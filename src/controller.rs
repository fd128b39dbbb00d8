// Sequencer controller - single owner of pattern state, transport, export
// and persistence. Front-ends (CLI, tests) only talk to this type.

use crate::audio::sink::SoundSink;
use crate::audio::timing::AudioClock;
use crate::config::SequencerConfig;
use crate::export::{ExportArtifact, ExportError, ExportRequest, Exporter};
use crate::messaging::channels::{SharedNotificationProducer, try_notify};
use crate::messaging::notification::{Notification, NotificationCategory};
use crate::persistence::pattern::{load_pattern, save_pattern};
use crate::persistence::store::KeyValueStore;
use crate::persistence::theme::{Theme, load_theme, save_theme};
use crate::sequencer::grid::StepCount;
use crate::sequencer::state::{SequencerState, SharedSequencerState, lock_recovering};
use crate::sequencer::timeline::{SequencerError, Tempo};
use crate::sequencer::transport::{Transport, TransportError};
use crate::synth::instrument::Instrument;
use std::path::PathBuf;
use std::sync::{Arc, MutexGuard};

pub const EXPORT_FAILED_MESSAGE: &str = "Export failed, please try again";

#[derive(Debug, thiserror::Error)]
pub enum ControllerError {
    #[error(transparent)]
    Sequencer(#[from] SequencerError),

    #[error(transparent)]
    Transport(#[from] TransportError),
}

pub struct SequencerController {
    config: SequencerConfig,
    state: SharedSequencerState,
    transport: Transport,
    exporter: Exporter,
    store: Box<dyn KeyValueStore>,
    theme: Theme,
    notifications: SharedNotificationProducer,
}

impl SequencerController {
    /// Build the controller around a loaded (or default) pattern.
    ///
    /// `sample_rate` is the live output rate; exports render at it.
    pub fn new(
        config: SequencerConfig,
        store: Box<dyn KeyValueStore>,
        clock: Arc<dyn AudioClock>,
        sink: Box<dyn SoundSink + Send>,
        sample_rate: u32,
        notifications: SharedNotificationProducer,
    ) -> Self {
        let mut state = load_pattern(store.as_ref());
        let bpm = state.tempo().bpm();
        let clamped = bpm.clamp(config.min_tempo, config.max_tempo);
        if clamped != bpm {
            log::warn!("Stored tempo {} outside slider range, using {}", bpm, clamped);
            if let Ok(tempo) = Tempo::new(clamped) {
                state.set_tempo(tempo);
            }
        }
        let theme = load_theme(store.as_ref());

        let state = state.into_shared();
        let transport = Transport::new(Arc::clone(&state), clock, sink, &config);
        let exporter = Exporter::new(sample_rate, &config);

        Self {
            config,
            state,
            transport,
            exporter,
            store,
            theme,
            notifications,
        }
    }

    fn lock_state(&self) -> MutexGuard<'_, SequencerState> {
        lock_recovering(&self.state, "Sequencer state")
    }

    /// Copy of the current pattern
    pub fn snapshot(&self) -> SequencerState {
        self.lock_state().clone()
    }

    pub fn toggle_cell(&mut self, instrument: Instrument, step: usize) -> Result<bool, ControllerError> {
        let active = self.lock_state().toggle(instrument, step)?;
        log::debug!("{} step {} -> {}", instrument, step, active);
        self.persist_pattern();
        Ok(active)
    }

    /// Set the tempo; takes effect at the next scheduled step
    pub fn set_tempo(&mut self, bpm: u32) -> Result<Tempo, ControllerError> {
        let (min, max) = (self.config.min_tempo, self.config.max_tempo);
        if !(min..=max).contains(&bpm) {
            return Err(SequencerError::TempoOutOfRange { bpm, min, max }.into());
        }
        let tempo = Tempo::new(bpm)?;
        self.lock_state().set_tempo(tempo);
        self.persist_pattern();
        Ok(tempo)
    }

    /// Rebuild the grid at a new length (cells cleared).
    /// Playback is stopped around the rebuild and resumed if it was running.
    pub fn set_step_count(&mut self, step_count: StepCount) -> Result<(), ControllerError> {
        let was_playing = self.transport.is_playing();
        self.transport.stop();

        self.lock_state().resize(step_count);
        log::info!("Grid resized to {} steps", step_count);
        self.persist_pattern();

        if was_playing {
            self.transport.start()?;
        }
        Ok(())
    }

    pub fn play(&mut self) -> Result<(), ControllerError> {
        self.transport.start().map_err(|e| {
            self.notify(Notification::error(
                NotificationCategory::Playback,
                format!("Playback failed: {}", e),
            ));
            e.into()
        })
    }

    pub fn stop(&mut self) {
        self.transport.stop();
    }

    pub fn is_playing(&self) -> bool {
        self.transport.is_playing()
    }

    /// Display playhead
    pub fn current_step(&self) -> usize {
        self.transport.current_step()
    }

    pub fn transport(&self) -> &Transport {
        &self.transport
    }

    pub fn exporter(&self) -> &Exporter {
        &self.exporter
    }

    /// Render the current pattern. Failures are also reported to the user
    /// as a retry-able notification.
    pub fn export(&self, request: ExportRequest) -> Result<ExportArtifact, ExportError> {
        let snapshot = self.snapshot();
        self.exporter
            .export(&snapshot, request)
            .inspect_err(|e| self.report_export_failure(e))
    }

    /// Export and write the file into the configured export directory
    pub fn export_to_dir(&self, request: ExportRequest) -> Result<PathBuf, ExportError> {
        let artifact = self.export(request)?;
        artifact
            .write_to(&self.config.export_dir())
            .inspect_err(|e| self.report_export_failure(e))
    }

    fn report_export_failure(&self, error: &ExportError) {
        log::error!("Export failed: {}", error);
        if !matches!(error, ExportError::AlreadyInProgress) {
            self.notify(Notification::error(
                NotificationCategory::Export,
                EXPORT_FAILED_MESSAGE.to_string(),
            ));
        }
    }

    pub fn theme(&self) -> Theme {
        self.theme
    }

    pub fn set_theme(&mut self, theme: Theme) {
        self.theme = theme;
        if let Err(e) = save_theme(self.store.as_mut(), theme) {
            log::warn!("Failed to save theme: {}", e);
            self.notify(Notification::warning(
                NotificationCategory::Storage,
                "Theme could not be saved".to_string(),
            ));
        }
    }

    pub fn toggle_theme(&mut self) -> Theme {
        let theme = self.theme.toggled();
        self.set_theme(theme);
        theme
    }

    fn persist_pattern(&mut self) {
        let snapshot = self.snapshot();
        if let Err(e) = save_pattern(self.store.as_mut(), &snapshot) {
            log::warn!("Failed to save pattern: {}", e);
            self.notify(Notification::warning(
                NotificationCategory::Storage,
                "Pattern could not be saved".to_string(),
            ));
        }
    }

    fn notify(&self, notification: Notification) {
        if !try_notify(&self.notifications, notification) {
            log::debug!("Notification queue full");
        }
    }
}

# # # # # # #

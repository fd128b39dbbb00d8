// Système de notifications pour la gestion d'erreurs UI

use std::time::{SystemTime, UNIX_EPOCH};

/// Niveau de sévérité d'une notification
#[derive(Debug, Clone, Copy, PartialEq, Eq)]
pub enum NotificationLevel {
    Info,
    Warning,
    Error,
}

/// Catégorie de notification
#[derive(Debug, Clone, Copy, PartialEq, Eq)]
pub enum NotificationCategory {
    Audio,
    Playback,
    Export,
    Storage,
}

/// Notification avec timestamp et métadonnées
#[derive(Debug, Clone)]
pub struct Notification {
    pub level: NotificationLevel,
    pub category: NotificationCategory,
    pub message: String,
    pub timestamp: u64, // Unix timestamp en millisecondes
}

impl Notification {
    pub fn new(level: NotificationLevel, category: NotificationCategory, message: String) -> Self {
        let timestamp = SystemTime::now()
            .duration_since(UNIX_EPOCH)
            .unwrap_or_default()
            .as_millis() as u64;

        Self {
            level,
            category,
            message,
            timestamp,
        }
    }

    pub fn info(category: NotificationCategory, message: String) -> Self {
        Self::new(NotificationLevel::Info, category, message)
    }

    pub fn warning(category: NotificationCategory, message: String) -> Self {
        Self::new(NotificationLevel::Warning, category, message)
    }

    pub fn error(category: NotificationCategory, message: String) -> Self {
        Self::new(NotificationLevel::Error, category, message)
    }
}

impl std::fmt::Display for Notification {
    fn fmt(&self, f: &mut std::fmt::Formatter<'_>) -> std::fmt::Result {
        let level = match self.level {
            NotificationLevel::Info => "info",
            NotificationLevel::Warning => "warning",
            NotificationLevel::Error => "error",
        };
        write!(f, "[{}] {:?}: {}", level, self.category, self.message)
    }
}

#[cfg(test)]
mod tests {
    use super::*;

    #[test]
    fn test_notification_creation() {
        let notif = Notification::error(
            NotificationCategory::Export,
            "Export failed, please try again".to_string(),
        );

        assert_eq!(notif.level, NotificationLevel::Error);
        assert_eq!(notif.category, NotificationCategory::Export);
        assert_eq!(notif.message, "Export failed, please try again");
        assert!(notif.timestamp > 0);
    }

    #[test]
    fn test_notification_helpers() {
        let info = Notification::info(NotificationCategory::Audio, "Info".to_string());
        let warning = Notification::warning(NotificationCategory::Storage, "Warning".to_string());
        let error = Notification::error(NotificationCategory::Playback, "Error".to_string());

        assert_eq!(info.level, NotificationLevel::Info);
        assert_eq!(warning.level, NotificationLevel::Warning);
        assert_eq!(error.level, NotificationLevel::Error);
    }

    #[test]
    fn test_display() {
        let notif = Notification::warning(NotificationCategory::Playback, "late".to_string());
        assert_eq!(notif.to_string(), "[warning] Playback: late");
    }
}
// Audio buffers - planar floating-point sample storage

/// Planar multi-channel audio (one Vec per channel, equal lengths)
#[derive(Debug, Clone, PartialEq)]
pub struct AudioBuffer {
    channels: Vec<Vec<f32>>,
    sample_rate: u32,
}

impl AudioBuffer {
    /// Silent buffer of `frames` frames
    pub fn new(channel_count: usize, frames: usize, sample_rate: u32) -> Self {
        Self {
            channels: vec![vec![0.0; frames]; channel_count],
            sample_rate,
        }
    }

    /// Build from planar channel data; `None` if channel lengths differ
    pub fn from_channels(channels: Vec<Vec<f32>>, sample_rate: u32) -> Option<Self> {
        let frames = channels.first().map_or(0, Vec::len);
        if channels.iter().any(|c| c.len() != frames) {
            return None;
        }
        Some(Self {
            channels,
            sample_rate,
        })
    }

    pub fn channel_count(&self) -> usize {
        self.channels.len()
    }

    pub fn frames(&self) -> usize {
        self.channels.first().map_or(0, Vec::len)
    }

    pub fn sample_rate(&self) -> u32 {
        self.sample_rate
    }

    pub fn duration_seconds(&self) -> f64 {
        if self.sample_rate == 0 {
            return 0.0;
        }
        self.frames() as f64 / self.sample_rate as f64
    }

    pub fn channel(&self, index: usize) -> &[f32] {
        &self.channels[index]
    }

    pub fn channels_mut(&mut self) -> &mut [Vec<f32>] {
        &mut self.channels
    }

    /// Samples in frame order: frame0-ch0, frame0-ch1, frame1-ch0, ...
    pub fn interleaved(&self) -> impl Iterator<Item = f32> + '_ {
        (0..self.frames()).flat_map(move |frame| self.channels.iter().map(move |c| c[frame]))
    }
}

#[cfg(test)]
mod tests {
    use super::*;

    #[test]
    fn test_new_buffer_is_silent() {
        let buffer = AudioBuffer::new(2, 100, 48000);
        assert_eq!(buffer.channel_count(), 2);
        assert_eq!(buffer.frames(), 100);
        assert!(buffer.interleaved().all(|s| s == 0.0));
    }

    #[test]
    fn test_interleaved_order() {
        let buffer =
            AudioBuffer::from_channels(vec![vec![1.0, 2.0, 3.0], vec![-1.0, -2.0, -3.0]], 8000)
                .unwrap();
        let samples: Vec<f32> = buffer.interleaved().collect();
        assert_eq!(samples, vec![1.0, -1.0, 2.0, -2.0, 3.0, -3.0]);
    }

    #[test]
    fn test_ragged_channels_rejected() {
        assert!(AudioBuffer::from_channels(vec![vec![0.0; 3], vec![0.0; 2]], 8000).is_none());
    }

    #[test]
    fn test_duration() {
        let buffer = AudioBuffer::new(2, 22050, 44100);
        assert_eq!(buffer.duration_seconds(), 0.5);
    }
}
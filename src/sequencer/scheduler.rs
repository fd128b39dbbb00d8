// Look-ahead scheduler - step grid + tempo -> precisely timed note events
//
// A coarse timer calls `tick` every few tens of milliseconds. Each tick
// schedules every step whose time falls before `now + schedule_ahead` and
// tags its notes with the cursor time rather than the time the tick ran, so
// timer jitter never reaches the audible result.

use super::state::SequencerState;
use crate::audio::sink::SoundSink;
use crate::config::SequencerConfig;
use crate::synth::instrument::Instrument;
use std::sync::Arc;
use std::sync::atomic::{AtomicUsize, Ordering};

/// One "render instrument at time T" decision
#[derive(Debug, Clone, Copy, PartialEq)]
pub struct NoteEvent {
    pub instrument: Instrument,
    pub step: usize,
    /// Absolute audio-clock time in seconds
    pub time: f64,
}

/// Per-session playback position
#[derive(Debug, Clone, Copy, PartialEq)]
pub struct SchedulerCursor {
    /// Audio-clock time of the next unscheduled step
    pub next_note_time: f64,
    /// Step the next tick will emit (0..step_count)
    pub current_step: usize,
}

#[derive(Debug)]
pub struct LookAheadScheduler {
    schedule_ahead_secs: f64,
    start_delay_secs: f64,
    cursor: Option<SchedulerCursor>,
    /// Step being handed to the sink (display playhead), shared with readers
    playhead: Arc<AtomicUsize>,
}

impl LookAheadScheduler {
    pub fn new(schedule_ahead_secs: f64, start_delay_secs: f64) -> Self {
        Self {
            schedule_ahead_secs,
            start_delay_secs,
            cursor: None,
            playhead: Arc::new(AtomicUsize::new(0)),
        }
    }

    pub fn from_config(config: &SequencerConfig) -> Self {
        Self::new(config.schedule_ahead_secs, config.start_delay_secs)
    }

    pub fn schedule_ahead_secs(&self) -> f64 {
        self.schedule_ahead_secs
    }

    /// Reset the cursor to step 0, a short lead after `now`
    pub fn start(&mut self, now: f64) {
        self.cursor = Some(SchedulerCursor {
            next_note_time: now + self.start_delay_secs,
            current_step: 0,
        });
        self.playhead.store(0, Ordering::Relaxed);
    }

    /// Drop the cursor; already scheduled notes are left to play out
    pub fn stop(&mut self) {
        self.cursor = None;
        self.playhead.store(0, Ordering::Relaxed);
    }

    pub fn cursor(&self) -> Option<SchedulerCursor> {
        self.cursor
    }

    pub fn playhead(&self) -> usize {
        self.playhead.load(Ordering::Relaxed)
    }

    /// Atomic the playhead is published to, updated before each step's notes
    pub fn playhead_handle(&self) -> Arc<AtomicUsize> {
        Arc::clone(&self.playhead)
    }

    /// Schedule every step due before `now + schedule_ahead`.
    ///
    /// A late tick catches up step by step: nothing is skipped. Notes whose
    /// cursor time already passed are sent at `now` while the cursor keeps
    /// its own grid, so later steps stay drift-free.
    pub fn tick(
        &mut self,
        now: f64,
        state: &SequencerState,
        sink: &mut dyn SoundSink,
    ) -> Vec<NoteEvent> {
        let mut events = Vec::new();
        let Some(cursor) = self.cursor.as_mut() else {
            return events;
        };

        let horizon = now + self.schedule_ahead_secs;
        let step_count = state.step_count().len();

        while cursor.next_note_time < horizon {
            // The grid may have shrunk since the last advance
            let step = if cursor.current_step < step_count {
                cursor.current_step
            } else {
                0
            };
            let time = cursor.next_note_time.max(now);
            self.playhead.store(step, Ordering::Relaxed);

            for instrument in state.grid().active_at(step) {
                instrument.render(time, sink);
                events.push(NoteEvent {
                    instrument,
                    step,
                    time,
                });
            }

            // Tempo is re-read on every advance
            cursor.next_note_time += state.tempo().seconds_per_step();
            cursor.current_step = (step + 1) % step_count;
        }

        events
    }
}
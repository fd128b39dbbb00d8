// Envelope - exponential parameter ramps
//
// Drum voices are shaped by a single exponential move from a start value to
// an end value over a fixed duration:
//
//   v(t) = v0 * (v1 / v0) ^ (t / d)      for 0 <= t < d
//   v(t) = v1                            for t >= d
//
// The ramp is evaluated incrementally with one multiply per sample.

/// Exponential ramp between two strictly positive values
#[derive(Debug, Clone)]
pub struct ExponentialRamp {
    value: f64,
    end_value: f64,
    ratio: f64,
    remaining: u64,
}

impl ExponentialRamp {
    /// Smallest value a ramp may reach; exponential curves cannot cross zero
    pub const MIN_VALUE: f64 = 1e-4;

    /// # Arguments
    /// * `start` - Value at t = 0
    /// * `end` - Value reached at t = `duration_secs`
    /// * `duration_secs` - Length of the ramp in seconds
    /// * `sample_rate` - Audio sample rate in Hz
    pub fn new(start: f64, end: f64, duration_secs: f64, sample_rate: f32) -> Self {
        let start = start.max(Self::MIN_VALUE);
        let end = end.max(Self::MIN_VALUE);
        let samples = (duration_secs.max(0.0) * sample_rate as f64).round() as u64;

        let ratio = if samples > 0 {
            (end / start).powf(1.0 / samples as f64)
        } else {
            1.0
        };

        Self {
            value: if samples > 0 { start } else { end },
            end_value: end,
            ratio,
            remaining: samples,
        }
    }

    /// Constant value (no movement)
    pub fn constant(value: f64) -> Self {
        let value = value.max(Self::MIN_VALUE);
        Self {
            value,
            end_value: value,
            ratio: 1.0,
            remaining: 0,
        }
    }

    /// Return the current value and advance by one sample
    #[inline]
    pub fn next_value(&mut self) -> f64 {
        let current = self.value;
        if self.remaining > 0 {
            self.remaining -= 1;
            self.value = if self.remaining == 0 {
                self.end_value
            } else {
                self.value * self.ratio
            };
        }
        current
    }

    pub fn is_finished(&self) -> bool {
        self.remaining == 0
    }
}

# # # # # # #

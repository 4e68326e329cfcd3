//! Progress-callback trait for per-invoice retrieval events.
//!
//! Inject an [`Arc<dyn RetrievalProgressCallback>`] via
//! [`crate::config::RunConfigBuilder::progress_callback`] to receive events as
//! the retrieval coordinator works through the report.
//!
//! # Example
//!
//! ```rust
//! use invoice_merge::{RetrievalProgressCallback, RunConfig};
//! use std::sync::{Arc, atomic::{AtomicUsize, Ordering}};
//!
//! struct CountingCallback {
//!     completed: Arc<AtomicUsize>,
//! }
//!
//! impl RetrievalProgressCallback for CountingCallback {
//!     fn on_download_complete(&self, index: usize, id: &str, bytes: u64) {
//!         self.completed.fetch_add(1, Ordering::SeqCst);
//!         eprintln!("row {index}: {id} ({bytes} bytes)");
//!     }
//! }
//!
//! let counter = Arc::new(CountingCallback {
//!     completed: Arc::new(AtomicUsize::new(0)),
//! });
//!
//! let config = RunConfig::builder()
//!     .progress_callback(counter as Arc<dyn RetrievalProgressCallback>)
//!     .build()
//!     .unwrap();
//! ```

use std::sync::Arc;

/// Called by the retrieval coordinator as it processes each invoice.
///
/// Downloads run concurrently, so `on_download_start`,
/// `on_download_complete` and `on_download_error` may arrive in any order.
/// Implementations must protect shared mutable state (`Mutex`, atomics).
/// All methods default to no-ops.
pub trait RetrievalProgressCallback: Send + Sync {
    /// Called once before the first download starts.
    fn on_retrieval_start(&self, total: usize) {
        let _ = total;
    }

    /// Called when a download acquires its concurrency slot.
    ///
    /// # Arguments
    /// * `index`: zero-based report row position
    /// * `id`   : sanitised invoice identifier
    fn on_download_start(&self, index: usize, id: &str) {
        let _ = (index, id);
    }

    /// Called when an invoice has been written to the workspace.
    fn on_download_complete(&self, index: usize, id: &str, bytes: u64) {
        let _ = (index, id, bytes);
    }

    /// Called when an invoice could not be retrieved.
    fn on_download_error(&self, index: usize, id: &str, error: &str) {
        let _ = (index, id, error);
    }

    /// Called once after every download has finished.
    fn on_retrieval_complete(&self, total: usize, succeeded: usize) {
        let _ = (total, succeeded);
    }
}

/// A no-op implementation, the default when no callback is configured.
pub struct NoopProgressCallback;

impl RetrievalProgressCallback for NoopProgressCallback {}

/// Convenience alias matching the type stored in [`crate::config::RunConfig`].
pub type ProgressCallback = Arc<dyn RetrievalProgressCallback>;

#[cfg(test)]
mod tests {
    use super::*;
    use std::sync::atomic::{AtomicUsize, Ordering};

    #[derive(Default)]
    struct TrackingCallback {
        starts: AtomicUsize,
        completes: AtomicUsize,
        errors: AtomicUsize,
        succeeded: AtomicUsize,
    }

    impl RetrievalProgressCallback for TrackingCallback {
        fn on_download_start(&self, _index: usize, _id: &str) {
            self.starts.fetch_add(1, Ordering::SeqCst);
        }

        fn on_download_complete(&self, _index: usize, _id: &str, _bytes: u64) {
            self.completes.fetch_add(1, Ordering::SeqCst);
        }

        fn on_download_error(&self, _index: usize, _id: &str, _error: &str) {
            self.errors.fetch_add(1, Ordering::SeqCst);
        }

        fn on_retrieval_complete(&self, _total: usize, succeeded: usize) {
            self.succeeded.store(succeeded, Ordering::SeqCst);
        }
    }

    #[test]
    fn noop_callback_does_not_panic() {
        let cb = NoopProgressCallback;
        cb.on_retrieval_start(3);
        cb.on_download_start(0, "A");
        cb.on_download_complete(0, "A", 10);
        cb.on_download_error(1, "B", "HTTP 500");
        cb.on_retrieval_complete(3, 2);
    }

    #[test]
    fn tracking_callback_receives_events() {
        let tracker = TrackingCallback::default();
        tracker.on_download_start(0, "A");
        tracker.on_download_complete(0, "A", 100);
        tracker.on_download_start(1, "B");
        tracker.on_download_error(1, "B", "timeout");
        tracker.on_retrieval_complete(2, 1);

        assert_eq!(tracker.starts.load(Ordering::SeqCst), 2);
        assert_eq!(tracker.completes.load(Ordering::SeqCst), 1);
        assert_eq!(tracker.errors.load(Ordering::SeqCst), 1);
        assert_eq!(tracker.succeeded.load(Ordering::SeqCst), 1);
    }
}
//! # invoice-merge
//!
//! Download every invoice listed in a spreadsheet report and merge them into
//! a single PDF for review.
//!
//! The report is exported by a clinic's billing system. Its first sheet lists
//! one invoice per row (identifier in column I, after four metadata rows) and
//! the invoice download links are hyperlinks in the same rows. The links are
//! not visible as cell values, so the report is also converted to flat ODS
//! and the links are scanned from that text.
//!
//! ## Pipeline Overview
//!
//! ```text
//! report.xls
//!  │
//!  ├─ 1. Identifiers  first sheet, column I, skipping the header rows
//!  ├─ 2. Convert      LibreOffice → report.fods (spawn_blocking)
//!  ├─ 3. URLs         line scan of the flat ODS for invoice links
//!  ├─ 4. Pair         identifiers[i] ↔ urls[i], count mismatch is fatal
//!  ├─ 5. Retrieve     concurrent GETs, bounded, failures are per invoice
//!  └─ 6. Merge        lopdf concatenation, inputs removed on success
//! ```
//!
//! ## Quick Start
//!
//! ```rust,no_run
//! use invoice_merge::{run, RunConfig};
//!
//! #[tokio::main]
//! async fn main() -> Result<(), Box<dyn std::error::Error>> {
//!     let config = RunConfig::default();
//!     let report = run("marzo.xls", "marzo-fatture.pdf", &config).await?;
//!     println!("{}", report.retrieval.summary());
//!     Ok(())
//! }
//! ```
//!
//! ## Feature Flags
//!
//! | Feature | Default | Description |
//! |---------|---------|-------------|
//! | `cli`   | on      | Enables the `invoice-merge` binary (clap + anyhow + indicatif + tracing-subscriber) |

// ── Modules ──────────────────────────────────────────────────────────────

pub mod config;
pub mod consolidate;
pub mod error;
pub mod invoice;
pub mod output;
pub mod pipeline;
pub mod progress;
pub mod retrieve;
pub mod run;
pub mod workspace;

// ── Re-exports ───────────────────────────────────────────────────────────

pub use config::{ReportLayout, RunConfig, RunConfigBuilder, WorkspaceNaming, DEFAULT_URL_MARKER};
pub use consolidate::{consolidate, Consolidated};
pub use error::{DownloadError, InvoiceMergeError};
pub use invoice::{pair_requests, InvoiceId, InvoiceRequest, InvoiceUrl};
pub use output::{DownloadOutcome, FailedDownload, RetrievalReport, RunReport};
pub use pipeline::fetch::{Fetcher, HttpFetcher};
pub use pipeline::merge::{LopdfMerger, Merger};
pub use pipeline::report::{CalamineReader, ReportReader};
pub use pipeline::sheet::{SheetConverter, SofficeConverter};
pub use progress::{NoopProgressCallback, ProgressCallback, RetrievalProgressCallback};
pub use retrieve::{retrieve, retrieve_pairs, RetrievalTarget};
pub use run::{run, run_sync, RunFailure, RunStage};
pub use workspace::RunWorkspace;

# # # # # # #

▸ WHAT IS EXPECTED
Pick every line of the data that includes the string "SeqCst".

▸ FINAL ANSWER
//!         self.completed.fetch_add(1, Ordering::SeqCst);
            self.starts.fetch_add(1, Ordering::SeqCst);
            self.completes.fetch_add(1, Ordering::SeqCst);
            self.errors.fetch_add(1, Ordering::SeqCst);
            self.succeeded.store(succeeded, Ordering::SeqCst);
        assert_eq!(tracker.starts.load(Ordering::SeqCst), 2);
        assert_eq!(tracker.completes.load(Ordering::SeqCst), 1);
        assert_eq!(tracker.errors.load(Ordering::SeqCst), 1);
        assert_eq!(tracker.succeeded.load(Ordering::SeqCst), 1);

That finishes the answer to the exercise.